There’s more to this decision than which is cheaper at the pump — you’re not just considering the effects on your pocket, but also the environmental impact.
Here’s a quick look at engine size and diesel vs petrol to help you decide:
The price you’ll be paying for your car is largely affected by the size of what’s beneath the bonnet — so think carefully before you throw cash at the dealer, jump in and drive off.
What you’ll be paying for a 1.0 litre will differ largely from the cost of a 1.3, 1.4, 1.8 and more so for a 2.0 litre engine because of the difference in performance and output.
Larger engines make provision for quicker acceleration, higher speeds and pulling capability – as opposed to smaller engines that don’t burn up as much fuel as the high-capacity engines and are therefore seen as more eco-friendly.
On the other hand, you also don’t want to go too small, because what you save in fuel you’re pretty much losing in torque — so in the long run, your consumption actually may get higher… especially on that uphill! Also, smaller engines may bring down the purchase price, but it is important to consider they may also have an impact on the car’s resale value. Second-hand or trade-in markets may see smaller cars as the “cheap” option compared to cars with larger engines in the same range.

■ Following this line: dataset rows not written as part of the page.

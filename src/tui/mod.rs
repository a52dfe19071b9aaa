// Module declarations
pub mod app;
pub mod widgets;

pub use app::{key_to_action, Action, App, ModalState};

use crate::background::RefreshTask;
use crate::config::{Config, DisplayConfig};
use crate::provider::ScoreProvider;
use crate::tui::widgets::{
    EmptyState, GameGrid, ModalRow, RenderableWidget, SelectionModal, StatusBar,
};
use crate::types::Game;
use crate::SharedDataHandle;
use crossterm::{
    event::{self, DisableMouseCapture, EnableMouseCapture, Event, KeyEventKind},
    execute,
    terminal::{disable_raw_mode, enable_raw_mode, EnterAlternateScreen, LeaveAlternateScreen},
};
use ratatui::{backend::CrosstermBackend, Frame, Terminal};
use std::collections::HashSet;
use std::io;
use std::sync::Arc;
use std::time::{Duration, SystemTime};
use tokio::sync::mpsc;

/// How long one loop iteration waits for a key event before redrawing.
const INPUT_POLL_MS: u64 = 250;

/// Rows reserved for the status bar at the bottom of the screen.
const STATUS_BAR_HEIGHT: u16 = 2;

/// Read-only view of the shared state taken once per frame, so rendering
/// never holds the lock.
struct ViewSnapshot {
    games: Vec<Game>,
    selected_ids: HashSet<String>,
    last_refresh: Option<SystemTime>,
    error_message: Option<String>,
}

/// Main entry point for TUI mode
pub async fn run(
    shared: SharedDataHandle,
    provider: Arc<dyn ScoreProvider>,
    config: Config,
) -> Result<(), io::Error> {
    // Setup terminal
    enable_raw_mode()?;
    let mut stdout = io::stdout();
    execute!(stdout, EnterAlternateScreen, EnableMouseCapture)?;
    let backend = CrosstermBackend::new(stdout);
    let mut terminal = Terminal::new(backend)?;

    let mut refresh_task = RefreshTask::new(
        Arc::clone(&provider),
        Arc::clone(&shared),
        config.refresh_interval as u64,
    );
    // A selection restored from disk starts refreshing right away.
    refresh_task.set_active(!shared.read().await.store.is_empty());

    let result = main_loop(
        &mut terminal,
        &shared,
        &provider,
        &mut refresh_task,
        &config,
    )
    .await;

    // Restore terminal
    refresh_task.stop();
    disable_raw_mode()?;
    execute!(
        terminal.backend_mut(),
        LeaveAlternateScreen,
        DisableMouseCapture
    )?;
    terminal.show_cursor()?;

    result
}

async fn main_loop(
    terminal: &mut Terminal<CrosstermBackend<io::Stdout>>,
    shared: &SharedDataHandle,
    provider: &Arc<dyn ScoreProvider>,
    refresh_task: &mut RefreshTask,
    config: &Config,
) -> Result<(), io::Error> {
    let display = config.display();
    let mut app = App::new();
    let (modal_tx, mut modal_rx) = mpsc::unbounded_channel::<anyhow::Result<Vec<Game>>>();

    loop {
        // Deliver finished modal fetches before drawing
        while let Ok(fetch_result) = modal_rx.try_recv() {
            app.apply_modal_result(fetch_result);
        }

        let snapshot = {
            let data = shared.read().await;
            ViewSnapshot {
                games: data.store.games().to_vec(),
                selected_ids: data.store.ids(),
                last_refresh: data.last_refresh,
                error_message: data.error_message.clone(),
            }
        };
        app.clamp_focus(snapshot.games.len());

        terminal.draw(|f| {
            app.cards_per_row = widgets::cards_per_row(f.area().width);
            render(f, &app, &snapshot, &display, config.refresh_interval);
        })?;

        if !event::poll(Duration::from_millis(INPUT_POLL_MS))? {
            continue;
        }
        let Event::Key(key) = event::read()? else {
            continue;
        };
        if key.kind != KeyEventKind::Press {
            continue;
        }
        let Some(action) = key_to_action(key, app.modal_open()) else {
            continue;
        };

        match action {
            Action::Quit => break,
            Action::OpenModal => {
                app.open_modal();
                spawn_modal_fetch(provider, &modal_tx);
            }
            Action::RetryFetch => {
                if app.retry() {
                    spawn_modal_fetch(provider, &modal_tx);
                }
            }
            Action::CloseModal => app.close_modal(),
            Action::Confirm => confirm_selection(&mut app, shared, refresh_task).await,
            Action::RemoveFocused => remove_focused(&mut app, shared, refresh_task).await,
            Action::ManualRefresh => refresh_task.trigger(),
            movement => app.apply_movement(movement, snapshot.games.len()),
        }
    }

    Ok(())
}

/// Fetch the available games off the UI loop; the result is delivered over
/// the channel and dropped there if the modal has moved on.
fn spawn_modal_fetch(
    provider: &Arc<dyn ScoreProvider>,
    modal_tx: &mpsc::UnboundedSender<anyhow::Result<Vec<Game>>>,
) {
    let provider = Arc::clone(provider);
    let modal_tx = modal_tx.clone();
    tokio::spawn(async move {
        let _ = modal_tx.send(provider.available_games().await);
    });
}

/// Add the game under the modal cursor, unless it is already selected.
async fn confirm_selection(app: &mut App, shared: &SharedDataHandle, refresh_task: &mut RefreshTask) {
    let ModalState::Loaded(games) = &app.modal else {
        return;
    };
    let Some(game) = games.get(app.modal_cursor).cloned() else {
        return;
    };

    let added = {
        let mut data = shared.write().await;
        data.store.add(game)
    };
    if added {
        app.close_modal();
        refresh_task.set_active(true);
    }
}

/// Remove the focused card and wind the refresh task down if the selection
/// emptied.
async fn remove_focused(app: &mut App, shared: &SharedDataHandle, refresh_task: &mut RefreshTask) {
    let selection_non_empty = {
        let mut data = shared.write().await;
        let id = data
            .store
            .games()
            .get(app.focused_card)
            .map(|game| game.id.clone());
        if let Some(id) = id {
            data.store.remove(&id);
        }
        !data.store.is_empty()
    };
    refresh_task.set_active(selection_non_empty);
}

fn render(
    f: &mut Frame,
    app: &App,
    snapshot: &ViewSnapshot,
    display: &DisplayConfig,
    refresh_interval: u32,
) {
    let area = f.area();
    let buf = f.buffer_mut();

    let body = ratatui::layout::Rect {
        height: area.height.saturating_sub(STATUS_BAR_HEIGHT),
        ..area
    };
    if snapshot.games.is_empty() {
        EmptyState::new().render(body, buf, display);
    } else {
        GameGrid::new(snapshot.games.clone(), app.focused_card).render(body, buf, display);
    }

    // Last-updated clock only while something is being tracked
    let last_updated = if snapshot.games.is_empty() {
        None
    } else {
        snapshot
            .last_refresh
            .map(|t| widgets::status_bar::format_refresh_time(t, &display.time_format))
    };
    let bar_area = ratatui::layout::Rect {
        y: area.y + area.height.saturating_sub(STATUS_BAR_HEIGHT),
        height: STATUS_BAR_HEIGHT.min(area.height),
        ..area
    };
    StatusBar::new()
        .with_last_updated(last_updated)
        .with_last_refresh(if snapshot.games.is_empty() {
            None
        } else {
            snapshot.last_refresh
        })
        .with_refresh_interval(refresh_interval)
        .with_error(snapshot.error_message.clone())
        .render(bar_area, buf, display);

    // Modal overlay
    match &app.modal {
        ModalState::Closed => {}
        ModalState::Loading => SelectionModal::loading().render(area, buf, display),
        ModalState::Error(message) => {
            SelectionModal::error(message.clone()).render(area, buf, display)
        }
        ModalState::Loaded(games) => {
            let rows = games
                .iter()
                .map(|game| ModalRow {
                    game: game.clone(),
                    already_added: snapshot.selected_ids.contains(&game.id),
                })
                .collect();
            SelectionModal::games(rows, app.modal_cursor).render(area, buf, display);
        }
    }
}
/// EmptyState widget - centered call-to-action shown when the selection
/// is empty.
use crate::config::DisplayConfig;
use crate::tui::widgets::RenderableWidget;
use ratatui::{buffer::Buffer, layout::Rect, style::Style};
use unicode_width::UnicodeWidthStr;

#[derive(Debug, Clone, Default)]
pub struct EmptyState;

impl EmptyState {
    pub fn new() -> Self {
        Self
    }
}

const LINES: [&str; 3] = [
    "Welcome to your sports dashboard",
    "Track live scores and upcoming games from six leagues",
    "Press a to add your first game",
];

impl RenderableWidget for EmptyState {
    fn render(&self, area: Rect, buf: &mut Buffer, config: &DisplayConfig) {
        if area.height < LINES.len() as u16 + 1 || area.width == 0 {
            return;
        }

        let top = area.y + (area.height - LINES.len() as u16 - 1) / 2;
        for (idx, line) in LINES.iter().enumerate() {
            let width = line.width() as u16;
            if width > area.width {
                continue;
            }
            let x = area.x + (area.width - width) / 2;
            // Extra gap before the key hint line
            let y = top + idx as u16 + if idx == LINES.len() - 1 { 1 } else { 0 };
            let style = if idx == LINES.len() - 1 {
                Style::default().fg(config.selection_fg)
            } else {
                Style::default()
            };
            buf.set_string(x, y, *line, style);
        }
    }
}

#[cfg(test)]
mod tests {
    use super::*;
    use crate::tui::widgets::testing::*;

    #[test]
    fn renders_call_to_action_centered() {
        let buf = render_widget(&EmptyState::new(), 80, 20);
        assert!(buffer_contains(&buf, "Welcome to your sports dashboard"));
        assert!(buffer_contains(&buf, "Press a to add your first game"));

        // Horizontally centered: equal margins around the first line.
        let line = (0..20)
            .map(|y| buffer_line(&buf, y))
            .find(|l| l.contains("Welcome"))
            .unwrap();
        let leading = line.len() - line.trim_start().len();
        let trailing = line.len() - line.trim_end().len();
        assert!(leading.abs_diff(trailing) <= 1);
    }

    #[test]
    fn tiny_area_renders_nothing() {
        let buf = render_widget(&EmptyState::new(), 80, 2);
        assert_eq!(buffer_line(&buf, 0).trim(), "");
    }
}
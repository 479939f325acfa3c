//! Dependency manifests: `package.json` and `requirements.txt`.

use std::collections::HashMap;
use std::fs;
use std::io::ErrorKind;

use serde_json::{Value, json};
use tracing::{debug, warn};

use super::detector::{Detector, ScanContext};
use crate::constants::paths;
use crate::types::{Issue, IssueKind, Language, Result, Severity};

/// Ids minted for a manifest that cannot be read or parsed
const PACKAGE_PARSE_ID: &str = "dep:package-parse";
const REQUIREMENTS_PARSE_ID: &str = "dep:requirements-parse";

/// Version comparison operators, longest first so `===` wins over `==`
const VERSION_OPERATORS: &[&str] = &["===", "==", ">=", "<=", "~=", "!=", ">", "<"];

pub struct DependencyDetector;

impl Detector for DependencyDetector {
    fn name(&self) -> &'static str {
        "dependencies"
    }

    fn detect(&self, ctx: &ScanContext) -> Result<Vec<Issue>> {
        let mut declared = Declared::default();

        match read_optional(&ctx.root.join(paths::PACKAGE_JSON)) {
            Ok(None) => {}
            Ok(Some(raw)) => match parse_package_json(&raw) {
                Ok(deps) => {
                    for (name, version) in deps {
                        declared.add(name, version, paths::PACKAGE_JSON, Language::JavaScript);
                    }
                }
                Err(e) => {
                    debug!(error = %e, "package.json did not parse");
                    declared.issues.push(manifest_error(
                        PACKAGE_PARSE_ID,
                        paths::PACKAGE_JSON,
                        Language::JavaScript,
                        &e.to_string(),
                    ));
                }
            },
            Err(e) => {
                warn!(error = %e, "package.json is unreadable");
                declared.issues.push(manifest_error(
                    PACKAGE_PARSE_ID,
                    paths::PACKAGE_JSON,
                    Language::JavaScript,
                    &e.to_string(),
                ));
            }
        }

        match read_optional(&ctx.root.join(paths::REQUIREMENTS_TXT)) {
            Ok(None) => {}
            Ok(Some(raw)) => {
                for (name, version) in parse_requirements(&raw) {
                    declared.add(name, version, paths::REQUIREMENTS_TXT, Language::Python);
                }
            }
            Err(e) => {
                warn!(error = %e, "requirements.txt is unreadable");
                declared.issues.push(manifest_error(
                    REQUIREMENTS_PARSE_ID,
                    paths::REQUIREMENTS_TXT,
                    Language::Python,
                    &e.to_string(),
                ));
            }
        }

        Ok(declared.issues)
    }
}

/// Issues keyed by dependency name; the first declaration wins
#[derive(Default)]
struct Declared {
    issues: Vec<Issue>,
    index: HashMap<String, usize>,
}

impl Declared {
    fn add(&mut self, name: String, version: String, source: &str, language: Language) {
        if let Some(&i) = self.index.get(&name) {
            let also = self.issues[i]
                .metadata
                .entry("alsoDeclaredIn")
                .or_insert_with(|| json!([]));
            if let Value::Array(sources) = also {
                sources.push(json!(source));
            }
            return;
        }

        self.index.insert(name.clone(), self.issues.len());
        self.issues.push(
            Issue::new(
                format!("dep:{}", name),
                IssueKind::Dependency,
                Severity::Low,
                format!("Dependency detected: {}", name),
            )
            .with_language(language)
            .with_file(source)
            .with_meta("version", version)
            .with_meta("source", source),
        );
    }
}

/// Medium issue standing in for a manifest that could not be read or parsed
fn manifest_error(id: &str, manifest: &str, language: Language, error: &str) -> Issue {
    Issue::new(
        id,
        IssueKind::Dependency,
        Severity::Medium,
        format!("Unable to parse {}", manifest),
    )
    .with_language(language)
    .with_file(manifest)
    .with_meta("error", error)
}

fn read_optional(path: &std::path::Path) -> Result<Option<String>> {
    match fs::read_to_string(path) {
        Ok(raw) => Ok(Some(raw)),
        Err(e) if e.kind() == ErrorKind::NotFound => Ok(None),
        Err(e) => Err(e.into()),
    }
}

/// `dependencies` then `devDependencies`, in declaration order
fn parse_package_json(raw: &str) -> serde_json::Result<Vec<(String, String)>> {
    let manifest: Value = serde_json::from_str(raw)?;
    let mut deps = Vec::new();
    for section in ["dependencies", "devDependencies"] {
        if let Some(table) = manifest.get(section).and_then(Value::as_object) {
            for (name, version) in table {
                let version = version
                    .as_str()
                    .map(str::to_string)
                    .unwrap_or_else(|| version.to_string());
                deps.push((name.clone(), version));
            }
        }
    }
    Ok(deps)
}

/// Line-oriented requirements parsing: comments, blank lines and pip
/// options (`-r`, `-e`, `--index-url`) are skipped.
fn parse_requirements(raw: &str) -> Vec<(String, String)> {
    raw.lines()
        .map(|line| line.split(" #").next().unwrap_or(line).trim())
        .filter(|line| !line.is_empty() && !line.starts_with('#') && !line.starts_with('-'))
        .filter_map(|line| {
            let line = line.split(';').next().unwrap_or(line).trim();
            let split = VERSION_OPERATORS
                .iter()
                .filter_map(|op| line.find(op).map(|at| (at, op.len())))
                .min_by_key(|(at, _)| *at);

            let (name, version) = match split {
                Some((at, len)) => (&line[..at], line[at + len..].trim()),
                None => (line, ""),
            };
            let name = name.split('[').next().unwrap_or(name).trim();
            if name.is_empty() {
                return None;
            }
            let version = if version.is_empty() {
                "unspecified".to_string()
            } else {
                version.to_string()
            };
            Some((name.to_string(), version))
        })
        .collect()
}
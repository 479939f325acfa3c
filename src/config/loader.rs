//! Configuration Loader (Figment-based)
//!
//! Loads and merges configuration from multiple sources using Figment:
//! 1. Built-in defaults (Serialized)
//! 2. Global config (~/.config/revive/config.toml)
//! 3. Project config (<repo>/.revive/config.toml)
//! 4. Environment variables (REVIVE_* prefix, `__` separates sections)

use figment::{
    Figment,
    providers::{Env, Format, Serialized, Toml},
};
use std::env;
use std::fs;
use std::path::{Path, PathBuf};

use tracing::{debug, info};

use super::types::Config;
use crate::constants;
use crate::types::{Result, ReviveError};

/// Configuration loader
pub struct ConfigLoader;

impl ConfigLoader {
    /// Load configuration for a repository with the full resolution chain:
    /// defaults → global → project → env vars
    pub fn load_for(repo: &Path) -> Result<Config> {
        let mut figment = Figment::new().merge(Serialized::defaults(Config::default()));

        if let Some(global_path) = Self::global_config_path()
            && global_path.exists()
        {
            debug!("Loading global config from: {}", global_path.display());
            figment = figment.merge(Toml::file(&global_path));
        }

        let project_path = Self::project_config_path(repo);
        if project_path.exists() {
            debug!("Loading project config from: {}", project_path.display());
            figment = figment.merge(Toml::file(&project_path));
        }

        // REVIVE_SCANNER__MAX_FILE_SIZE -> scanner.max_file_size
        figment = figment.merge(Env::prefixed("REVIVE_").split("__").lowercase(true));

        let config: Config = figment
            .extract()
            .map_err(|e| ReviveError::Config(format!("Configuration error: {}", e)))?;

        config.validate()?;

        Ok(config)
    }

    /// Load configuration from a specific file only
    pub fn load_from_file(path: &Path) -> Result<Config> {
        let config: Config = Figment::new()
            .merge(Serialized::defaults(Config::default()))
            .merge(Toml::file(path))
            .extract()
            .map_err(|e| ReviveError::Config(format!("Configuration error: {}", e)))?;
        config.validate()?;
        Ok(config)
    }

    // =========================================================================
    // Path Management
    // =========================================================================

    /// Get path to global config directory (~/.config/revive/)
    pub fn global_dir() -> Option<PathBuf> {
        env::var("XDG_CONFIG_HOME")
            .ok()
            .map(PathBuf::from)
            .or_else(|| {
                env::var("HOME")
                    .ok()
                    .map(|home| PathBuf::from(home).join(".config"))
            })
            .map(|p| p.join("revive"))
    }

    /// Get path to global config file
    pub fn global_config_path() -> Option<PathBuf> {
        Self::global_dir().map(|dir| dir.join("config.toml"))
    }

    /// Get path to project config file
    pub fn project_config_path(repo: &Path) -> PathBuf {
        repo.join(constants::paths::PROJECT_DIR).join("config.toml")
    }

    // =========================================================================
    // Config Commands
    // =========================================================================

    /// Render the effective configuration for a repository
    pub fn render(repo: &Path, as_json: bool) -> Result<String> {
        let config = Self::load_for(repo)?;
        if as_json {
            Ok(serde_json::to_string_pretty(&config)?)
        } else {
            toml::to_string_pretty(&config).map_err(|e| ReviveError::Config(e.to_string()))
        }
    }

    /// Write a starter project config plus an empty rule document.
    /// Existing files are left alone unless `force` is set.
    pub fn init_project(repo: &Path, force: bool) -> Result<PathBuf> {
        let project_dir = repo.join(constants::paths::PROJECT_DIR);
        fs::create_dir_all(project_dir.join("hooks"))?;

        let config_path = project_dir.join("config.toml");
        if !config_path.exists() || force {
            fs::write(&config_path, Self::default_project_config())?;
            info!("Created project config: {}", config_path.display());
        } else {
            info!("Project config exists: {}", config_path.display());
        }

        let spec_path = repo.join(constants::paths::DEFAULT_SPEC);
        if !spec_path.exists() || force {
            fs::write(&spec_path, Self::default_spec())?;
            info!("Created rule document: {}", spec_path.display());
        }

        Ok(project_dir)
    }

    // =========================================================================
    // Internal
    // =========================================================================

    fn default_project_config() -> String {
        format!(
            r#"# revive project configuration
# Values here override ~/.config/revive/config.toml; REVIVE_* env vars override both.

version = "1.0"

[spec]
path = "{spec}"
watch = false

[scanner]
exclude = ["**/*.min.js", "**/*.bundle.js"]
syntax_confirmation = true

[hooks]
enabled = true
dir = "{hooks}"
timeout_secs = {timeout}

[output]
dir = "{reports}"
"#,
            spec = constants::paths::DEFAULT_SPEC,
            hooks = constants::paths::HOOKS_DIR,
            timeout = constants::hooks::DEFAULT_TIMEOUT_SECS,
            reports = constants::paths::REPORTS_DIR,
        )
    }

    fn default_spec() -> &'static str {
        r#"version: "1"
rules:
  - name: keep-dependencies
    description: Dependency upkeep tasks
    options:
      taskType: dependency
      confidenceMultiplier: 1.0
"#
    }
}
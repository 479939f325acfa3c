//! Scan Command
//!
//! Detect modernization issues without planning or changing anything.
//!
//! Usage:
//!   revive scan [PATH] [-f json]

use std::path::Path;

use crate::cli::ui::Output;
use crate::cli::util::{CommandContext, OutputFormat, print_json};
use crate::pipeline::Pipeline;
use crate::types::{Report, Result, Severity};

pub async fn run(path: &Path, format: OutputFormat) -> Result<()> {
    let ctx = CommandContext::load(path)?;
    let pipeline = Pipeline::for_repository(&ctx.repo, ctx.config)?;
    let report = pipeline.scan(&ctx.repo).await?;

    if format.is_json() {
        return print_json(&report);
    }
    print_report(&Output::new(), &report);
    Ok(())
}

pub(crate) fn print_report(out: &Output, report: &Report) {
    out.header(&format!("Scan: {}", report.repository));
    out.field("Files", report.files_scanned);
    let languages: Vec<&str> = report.languages.iter().map(|l| l.display_name()).collect();
    out.field(
        "Languages",
        if languages.is_empty() {
            "-".to_string()
        } else {
            languages.join(", ")
        },
    );

    if report.issues.is_empty() {
        out.success("No issues found");
        return;
    }

    out.section(&format!("Issues ({})", report.summary.total));
    for issue in &report.issues {
        let location = match (&issue.file_path, issue.line) {
            (Some(file), Some(line)) => format!(" ({}:{})", file, line),
            (Some(file), None) => format!(" ({})", file),
            _ => String::new(),
        };
        println!("  {} {}{}", out.severity(issue.severity), issue.title, location);
    }

    let counts: Vec<String> = Severity::ALL
        .iter()
        .rev()
        .map(|s| format!("{} {}", report.summary.count(*s), s))
        .collect();
    println!();
    out.info(&counts.join(", "));
}
//! Rule document types and rule evaluation.

use serde::{Deserialize, Deserializer, Serialize};
use serde_json::{Map, Value};

use crate::types::{Language, TaskType};

/// Validated rule document. Rule order is significant.
#[derive(Debug, Clone, PartialEq, Serialize, Deserialize)]
pub struct Spec {
    pub version: String,
    pub rules: Vec<Rule>,
    #[serde(default, skip_serializing_if = "Option::is_none")]
    pub dependencies: Option<Value>,
}

impl Default for Spec {
    fn default() -> Self {
        Self {
            version: "1".to_string(),
            rules: Vec::new(),
            dependencies: None,
        }
    }
}

#[derive(Debug, Clone, PartialEq, Serialize, Deserialize)]
pub struct Rule {
    pub name: String,
    #[serde(default, skip_serializing_if = "Option::is_none")]
    pub description: Option<String>,
    #[serde(default, skip_serializing_if = "Option::is_none")]
    pub enabled: Option<bool>,
    /// Language identifiers; absent or empty matches every language
    #[serde(default, skip_serializing_if = "Option::is_none")]
    pub languages: Option<Vec<String>>,
    #[serde(default, skip_serializing_if = "RuleOptions::is_empty")]
    pub options: RuleOptions,
}

#[derive(Debug, Clone, Default, PartialEq, Serialize, Deserialize)]
#[serde(rename_all = "camelCase")]
pub struct RuleOptions {
    #[serde(
        default,
        deserialize_with = "deserialize_task_type",
        skip_serializing_if = "Option::is_none"
    )]
    pub task_type: Option<TaskType>,
    #[serde(default, skip_serializing_if = "Option::is_none")]
    pub confidence_multiplier: Option<f64>,
    /// Unrecognised options are carried through untouched
    #[serde(flatten)]
    pub extra: Map<String, Value>,
}

impl RuleOptions {
    fn is_empty(&self) -> bool {
        self.task_type.is_none() && self.confidence_multiplier.is_none() && self.extra.is_empty()
    }
}

fn deserialize_task_type<'de, D>(deserializer: D) -> Result<Option<TaskType>, D::Error>
where
    D: Deserializer<'de>,
{
    Option::<String>::deserialize(deserializer)?
        .map(|raw| raw.parse().map_err(serde::de::Error::custom))
        .transpose()
}

impl Rule {
    pub fn new(name: impl Into<String>) -> Self {
        Self {
            name: name.into(),
            description: None,
            enabled: None,
            languages: None,
            options: RuleOptions::default(),
        }
    }

    pub fn is_disabled(&self) -> bool {
        self.enabled == Some(false)
    }

    /// A rule applies when its task type (if any) and language list (if
    /// non-empty) both admit the task.
    pub fn matches(&self, task_type: TaskType, language: Language) -> bool {
        let type_ok = self.options.task_type.is_none_or(|t| t == task_type);
        let language_ok = match &self.languages {
            Some(langs) if !langs.is_empty() => langs
                .iter()
                .any(|l| l.trim().eq_ignore_ascii_case(language.as_str())),
            _ => true,
        };
        type_ok && language_ok
    }
}

/// Outcome of evaluating every rule against one task
#[derive(Debug, Clone, PartialEq)]
pub enum RuleVerdict {
    /// Keep the task; `multiplier` is the product of every matching rule's
    /// finite `confidenceMultiplier`, 1.0 when none apply.
    Keep { multiplier: f64 },
    /// The first matching rule with `enabled: false`
    Drop { rule: String },
}

impl Spec {
    /// Walk the rules in declaration order. A disabling rule ends the walk.
    pub fn evaluate(&self, task_type: TaskType, language: Language) -> RuleVerdict {
        let mut multiplier = 1.0;
        for rule in self.rules.iter().filter(|r| r.matches(task_type, language)) {
            if rule.is_disabled() {
                return RuleVerdict::Drop {
                    rule: rule.name.clone(),
                };
            }
            if let Some(m) = rule.options.confidence_multiplier
                && m.is_finite()
            {
                multiplier *= m;
            }
        }
        RuleVerdict::Keep { multiplier }
    }

    pub fn disables(&self, task_type: TaskType, language: Language) -> bool {
        matches!(
            self.evaluate(task_type, language),
            RuleVerdict::Drop { .. }
        )
    }

    pub fn rule(&self, name: &str) -> Option<&Rule> {
        self.rules.iter().find(|r| r.name == name)
    }

    pub fn rule_names(&self) -> Vec<&str> {
        self.rules.iter().map(|r| r.name.as_str()).collect()
    }
}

It’s also important to note that the amount you pay for your car insurance policy is a reflection of how likely an insurer thinks you are to make a claim. The faster and more powerful your car is, the higher the probability of more expensive accident repairs. So generally, the larger your engine, the higher the insurance costs.
The rising cost of fuel makes this a tough choice for car buyers — do you save money at the cost of damaging the environment or do you simply go for the pure enjoyment of your car’s performance?
It’s a well-known fact that diesel engines give you more bang for your buck when it comes to fuel efficiency, however, they are not environment-friendly. Not that petrol engines are eco-friendly either! However, car and fuel manufacturers are becoming more and more innovative in the development of cars to cater more for environmentally-conscious, yet speed-loving drivers.
New technologies (like particle traps or biodiesel) give you more kilometres for your litre — and even clean your engine in the process.
Ultimately, depending on how you will be using your car, the choice of engine size and fuel type will largely be a personal one. Contributing factors to the overall decision of bigger being better or smaller being practical could be:
– How far and how often you will be driving?
– Whether you can afford the cost for a fuel-guzzling turbo-charged sports car?
– Are you willing to forgo performance for the eco-friendly benefits of a smaller, fuel-efficient engine about?
Based on these factors, what would you choose… bigger or better?